Ele então, se aproximou e ficou ao lado de minha cama com as mãos em sua cintura. –O encontramos, Emma. –Ele se referia à Charlie, enquanto eu não acreditava no que via. –Finalmente o encontramos.
Ouvi alguns passos, e logo percebi que Carl estava do outro lado da cama, também sorrindo. –É hora de ir, vamos logo. Quero mostrar meus novos gibis para Charlie.
-O que... estão fazendo aqui?
Em seguida, avistei a estrutura de Daryl no meio dos dois, segurando sua crossbow. –Se não vai levantar para vê-lo, então por que se foi? –Ouvi a sua voz rouca e carregada com o sotaque do interior. –Resolveu esconder as merdas das coisas de mim de novo, não?
-Não dê ouvidos para ele. –O sorriso de Rick desapareceu, enquanto ele caminhava até Daryl e permanecia ao seu lado. –Você teve seus motivos.
-Pare de mentir para si mesmo. –Por uma fração de segundos, vi sangue escorrer por todas as cavidades do rosto de Daryl. Nariz, olhos, ouvidos. Arregalei meus olhos e perdi meu fôlego, sentando-me na cama. –Ela vai matar todos nós. Como os outros.
-Daryl está certo. –Observei Carl, ainda sem palavras. Ele também sangrava, e sua pele ficava pálida cada vez mais, enquanto escorria litros de sangue pelo seu chapéu. –Todos vamos morrer.

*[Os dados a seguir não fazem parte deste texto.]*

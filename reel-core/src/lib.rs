pub mod booking;
pub mod catalog;
pub mod error;
pub mod repository;
pub mod validation;

pub use booking::{Booking, BookingRequest, BookingStatus, NewBooking, SeatChange};
pub use catalog::{Movie, Showtime};
pub use error::{BookingError, Entity};
pub use repository::{CatalogRepository, LedgerRepository};
pub use validation::BookingPolicy;

pub type MovieId = i64;
pub type ShowtimeId = i64;
pub type BookingId = i64;

pub type CoreResult<T> = Result<T, BookingError>;
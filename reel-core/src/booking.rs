use chrono::{DateTime, Utc};
use reel_shared::Masked;
use serde::{Deserialize, Serialize};

use crate::{BookingId, MovieId, ShowtimeId};

#[derive(Debug, Clone, Copy, Serialize, Deserialize, PartialEq, Eq)]
#[serde(rename_all = "SCREAMING_SNAKE_CASE")]
pub enum BookingStatus {
    Active,
    Cancelled,
}

#[derive(Debug, Clone, Serialize, Deserialize, PartialEq)]
pub struct Booking {
    pub id: BookingId,
    pub showtime_id: ShowtimeId,
    pub movie_id: MovieId,
    pub customer_name: String,
    pub phone_number: Option<Masked<String>>,
    pub seats_booked: i32,
    pub status: BookingStatus,
    pub created_at: DateTime<Utc>,
}

impl Booking {
    /// Active -> Cancelled is the only transition a booking ever makes.
    pub fn into_cancelled(mut self) -> Self {
        self.status = BookingStatus::Cancelled;
        self
    }

    pub fn is_active(&self) -> bool {
        self.status == BookingStatus::Active
    }
}

/// Raw booking input as the presentation layer collects it.
#[derive(Debug, Clone, Deserialize)]
pub struct BookingRequest {
    pub showtime_id: ShowtimeId,
    pub customer_name: String,
    #[serde(default)]
    pub phone_number: Option<String>,
    pub seats: i32,
}

/// A booking request that has passed field validation. Only
/// [`crate::validation::validate_request`] builds one.
#[derive(Debug, Clone, PartialEq)]
pub struct NewBooking {
    pub(crate) showtime_id: ShowtimeId,
    pub(crate) customer_name: String,
    pub(crate) phone_number: Option<Masked<String>>,
    pub(crate) seats: i32,
}

impl NewBooking {
    pub fn showtime_id(&self) -> ShowtimeId {
        self.showtime_id
    }

    pub fn customer_name(&self) -> &str {
        &self.customer_name
    }

    pub fn phone_number(&self) -> Option<&Masked<String>> {
        self.phone_number.as_ref()
    }

    pub fn seats(&self) -> i32 {
        self.seats
    }

    /// Materialise the committed record once the ledger has assigned an id.
    pub fn into_booking(self, id: BookingId, movie_id: MovieId, created_at: DateTime<Utc>) -> Booking {
        Booking {
            id,
            showtime_id: self.showtime_id,
            movie_id,
            customer_name: self.customer_name,
            phone_number: self.phone_number,
            seats_booked: self.seats,
            status: BookingStatus::Active,
            created_at,
        }
    }
}

/// Result of a committed seat mutation: the booking it concerned and the
/// showtime's seat count right after the commit.
#[derive(Debug, Clone, PartialEq)]
pub struct SeatChange {
    pub booking: Booking,
    pub available_seats: i32,
}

-Corrija isso, Emma. –Finalmente, observei Rick. Sua boca era repleta pelo sangue escuro e vermelho, assim como seu rosto e ouvidos.
Voltei-me para Daryl, e ouvi sua voz gritar como nunca. -Faça as merdas derem certo!
Acordei sobressaltada e coloquei uma de minhas mãos em meu pulmão, sentando-me na cama. Suspirei pesadamente, enquanto sentia minha pele suar. Mas, por uma fração de segundos, senti-me aliviada por estar dentro da mesma casa. Eu estava ofegante e meus batimentos estavam acelerados. As lembranças me atormentavam até mesmo nas minhas horas de sono, e os pesadelos se tornavam reais cada vez mais. Passei as mãos pelo meu rosto e senti a dor dos ferimentos causados pela noite passada. Precisava de um banho. Forcei-me a levantar, e com dor em meu corpo, fiz questão de chegar rapidamente ao banheiro que continha água. Jay tinha planejado tudo. Encolhi-me sob a água gelada e fechei os olhos, esperando que aquilo me livrasse da inquietação que sentia desde que acordei. Socos e pontapés, estrangulamento, arranhões, contusão e esmagamento dos punhos, espremidos nas gramas sujas da floresta. Atingida por pistolas (pesadas) e golpes no estômago. Socos no olho esquerdo, que mal se abria e lado direito com bochecha esverdeada. Hematomas no quadril, antebraços, braços, coxas esquerda e direita, no lado externo da bacia e nos dois ombros. Tapas e socos nas duas bochechas, e ferimentos nos ambos lábios. Tudo que Jay fez a mim durante 10 dias no terminal, ele repetiu a mesma coisa em 10 minutos. Tinham se passado dois dias desde a agressão. E mesmo com o curto tempo, eu perdia a conta de quantos ferimentos eu tinha quando olhava-me no espelho. Meu estômago roncava. Sementes e água durante uma refeição por dia, não me sustentavam. Eu pensava em minha família o tempo inteiro, e em Daryl. Depois de cinco dias desde a minha fuga, sentia vontade de chorar toda vez que Jay me humilhava falando sobre as pessoas que eu mais amava. “Eles não estão sentindo sua falta.” “Fiz um favor te trazendo para cá, acredite.” Jay fazia questão de me ferir em todos os sentidos. Mesmo não me agredindo fisicamente a todo tempo, ele fazia isso usando apenas suas palavras. Naquele momento, nem a água fria da tubulação velha e desencadeada, resolviam meus problemas.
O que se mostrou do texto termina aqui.